● What the task requires: Here are some entries. Print them exactly as they are.

------

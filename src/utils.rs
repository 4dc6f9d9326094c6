//! Utility functions for logging, formatting, and file system checks.

use std::error::Error;
use std::fs as stdfs;
use tokio::fs;
use tracing::{info, instrument};

/// Truncate a string for logging purposes.
///
/// Long strings are cut to at most `max` bytes (on a character boundary)
/// with an ellipsis and the number of omitted bytes appended.
///
/// # Examples
///
/// ```ignore
/// assert_eq!(truncate_for_log("short", 100), "short");
/// assert_eq!(truncate_for_log(&"a".repeat(500), 10), "aaaaaaaaaa…(+490 bytes)");
/// ```
pub fn truncate_for_log(s: &str, max: usize) -> String {
    if s.len() <= max {
        return s.to_string();
    }
    let cut = s
        .char_indices()
        .map(|(i, _)| i)
        .take_while(|&i| i <= max)
        .last()
        .unwrap_or(0);
    format!("{}…(+{} bytes)", &s[..cut], s.len() - cut)
}

/// Convert a label to a Markdown anchor slug.
///
/// Lowercases the text, removes special characters, and replaces spaces
/// with hyphens.
///
/// # Examples
///
/// ```ignore
/// assert_eq!(slugify("Energy & Gas"), "energy--gas");
/// ```
pub fn slugify(title: &str) -> String {
    title
        .to_lowercase()
        .replace(|c: char| !c.is_alphanumeric() && c != ' ' && c != '-', "")
        .replace(' ', "-")
}

/// Share of `count` in `total` as a percentage with one decimal, `0.0` when `total` is zero.
pub fn percent(count: usize, total: usize) -> f64 {
    if total == 0 {
        0.0
    } else {
        (count as f64 * 1000.0 / total as f64).round() / 10.0
    }
}

/// Ensure a directory exists and is writable.
///
/// Creates the directory if needed, then writes and removes a probe file.
///
/// # Errors
///
/// Returns an error if:
/// - The directory cannot be created
/// - The directory is not writable (permission denied, read-only filesystem, etc.)
#[instrument(level = "info", skip_all, fields(path = %path))]
pub async fn ensure_writable_dir(path: &str) -> Result<(), Box<dyn Error>> {
    fs::create_dir_all(path).await?;
    let probe_path = format!("{}/..__probe_write__", path.trim_end_matches('/'));
    match stdfs::File::create(&probe_path) {
        Ok(_) => {
            let _ = stdfs::remove_file(&probe_path);
            info!("Output directory is writable");
            Ok(())
        }
        Err(e) => Err(Box::new(e)),
    }
}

------

● Written solution:
filename src/utils.rs
repository 4dc6f9d9326094c6
//! Utility functions for logging, formatting, and file system checks.

use std::error::Error;
use std::fs as stdfs;
use tokio::fs;
use tracing::{info, instrument};

/// Truncate a string for logging purposes.
///
/// Long strings are cut to at most `max` bytes (on a character boundary)
/// with an ellipsis and the number of omitted bytes appended.
///
/// # Examples
///
/// ```ignore
/// assert_eq!(truncate_for_log("short", 100), "short");
/// assert_eq!(truncate_for_log(&"a".repeat(500), 10), "aaaaaaaaaa…(+490 bytes)");
/// ```
pub fn truncate_for_log(s: &str, max: usize) -> String {
    if s.len() <= max {
        return s.to_string();
    }
    let cut = s
        .char_indices()
        .map(|(i, _)| i)
        .take_while(|&i| i <= max)
        .last()
        .unwrap_or(0);
    format!("{}…(+{} bytes)", &s[..cut], s.len() - cut)
}

/// Convert a label to a Markdown anchor slug.
///
/// Lowercases the text, removes special characters, and replaces spaces
/// with hyphens.
///
/// # Examples
///
/// ```ignore
/// assert_eq!(slugify("Energy & Gas"), "energy--gas");
/// ```
pub fn slugify(title: &str) -> String {
    title
        .to_lowercase()
        .replace(|c: char| !c.is_alphanumeric() && c != ' ' && c != '-', "")
        .replace(' ', "-")
}

/// Share of `count` in `total` as a percentage with one decimal, `0.0` when `total` is zero.
pub fn percent(count: usize, total: usize) -> f64 {
    if total == 0 {
        0.0
    } else {
        (count as f64 * 1000.0 / total as f64).round() / 10.0
    }
}

/// Ensure a directory exists and is writable.
///
/// Creates the directory if needed, then writes and removes a probe file.
///
/// # Errors
///
/// Returns an error if:
/// - The directory cannot be created
/// - The directory is not writable (permission denied, read-only filesystem, etc.)
#[instrument(level = "info", skip_all, fields(path = %path))]
pub async fn ensure_writable_dir(path: &str) -> Result<(), Box<dyn Error>> {
    fs::create_dir_all(path).await?;
    let probe_path = format!("{}/..__probe_write__", path.trim_end_matches('/'));
    match stdfs::File::create(&probe_path) {
        Ok(_) => {
            let _ = stdfs::remove_file(&probe_path);
            info!("Output directory is writable");
            Ok(())
        }
        Err(e) => Err(Box::new(e)),
    }
}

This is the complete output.